◆ Raw data ◆
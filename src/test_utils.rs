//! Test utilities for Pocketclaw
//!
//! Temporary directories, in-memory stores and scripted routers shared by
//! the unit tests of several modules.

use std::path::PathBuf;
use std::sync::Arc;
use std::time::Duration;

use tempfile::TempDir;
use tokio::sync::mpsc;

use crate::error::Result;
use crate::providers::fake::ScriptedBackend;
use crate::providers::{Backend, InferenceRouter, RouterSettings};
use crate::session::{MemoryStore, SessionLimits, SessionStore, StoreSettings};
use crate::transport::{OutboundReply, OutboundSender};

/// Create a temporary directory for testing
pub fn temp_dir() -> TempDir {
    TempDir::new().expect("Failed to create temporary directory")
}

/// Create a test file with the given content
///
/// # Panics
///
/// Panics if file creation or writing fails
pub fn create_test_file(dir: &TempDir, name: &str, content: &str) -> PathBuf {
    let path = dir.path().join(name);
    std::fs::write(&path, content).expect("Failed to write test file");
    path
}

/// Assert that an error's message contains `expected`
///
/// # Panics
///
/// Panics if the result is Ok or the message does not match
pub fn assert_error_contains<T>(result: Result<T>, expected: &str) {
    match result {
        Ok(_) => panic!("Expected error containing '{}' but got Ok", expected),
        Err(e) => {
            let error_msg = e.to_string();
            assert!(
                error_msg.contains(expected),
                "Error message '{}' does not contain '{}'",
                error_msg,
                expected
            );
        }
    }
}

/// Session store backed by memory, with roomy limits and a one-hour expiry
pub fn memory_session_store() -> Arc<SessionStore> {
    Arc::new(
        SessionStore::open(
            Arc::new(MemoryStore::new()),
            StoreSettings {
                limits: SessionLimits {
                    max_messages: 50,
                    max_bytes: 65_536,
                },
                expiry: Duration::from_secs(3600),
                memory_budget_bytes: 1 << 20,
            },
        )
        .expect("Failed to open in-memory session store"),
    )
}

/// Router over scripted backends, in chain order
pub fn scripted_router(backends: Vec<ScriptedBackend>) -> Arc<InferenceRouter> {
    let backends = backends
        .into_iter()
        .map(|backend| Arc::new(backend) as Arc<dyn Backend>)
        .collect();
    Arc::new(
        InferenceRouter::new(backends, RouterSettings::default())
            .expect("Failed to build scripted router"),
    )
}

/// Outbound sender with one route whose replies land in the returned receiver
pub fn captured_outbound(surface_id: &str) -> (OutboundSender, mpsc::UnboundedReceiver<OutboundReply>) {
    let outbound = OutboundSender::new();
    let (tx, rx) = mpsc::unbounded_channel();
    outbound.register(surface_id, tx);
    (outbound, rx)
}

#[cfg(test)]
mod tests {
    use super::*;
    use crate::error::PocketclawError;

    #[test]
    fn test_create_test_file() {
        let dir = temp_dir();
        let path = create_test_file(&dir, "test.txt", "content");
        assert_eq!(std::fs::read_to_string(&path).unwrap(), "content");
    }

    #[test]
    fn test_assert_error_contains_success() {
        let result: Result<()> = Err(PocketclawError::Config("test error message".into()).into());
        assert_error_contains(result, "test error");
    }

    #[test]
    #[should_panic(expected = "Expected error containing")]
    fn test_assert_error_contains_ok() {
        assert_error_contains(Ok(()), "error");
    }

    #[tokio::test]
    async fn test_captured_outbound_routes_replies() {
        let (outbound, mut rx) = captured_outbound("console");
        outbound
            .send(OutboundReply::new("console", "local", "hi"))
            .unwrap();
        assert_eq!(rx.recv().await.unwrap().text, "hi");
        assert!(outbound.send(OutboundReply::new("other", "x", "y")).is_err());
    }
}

◆ Goal of the exercise ◆
When a line holds the string "with", pull it out of the listing.

◆ Task result ◆
/// Create a test file with the given content
/// Session store backed by memory, with roomy limits and a one-hour expiry
/// Outbound sender with one route whose replies land in the returned receiver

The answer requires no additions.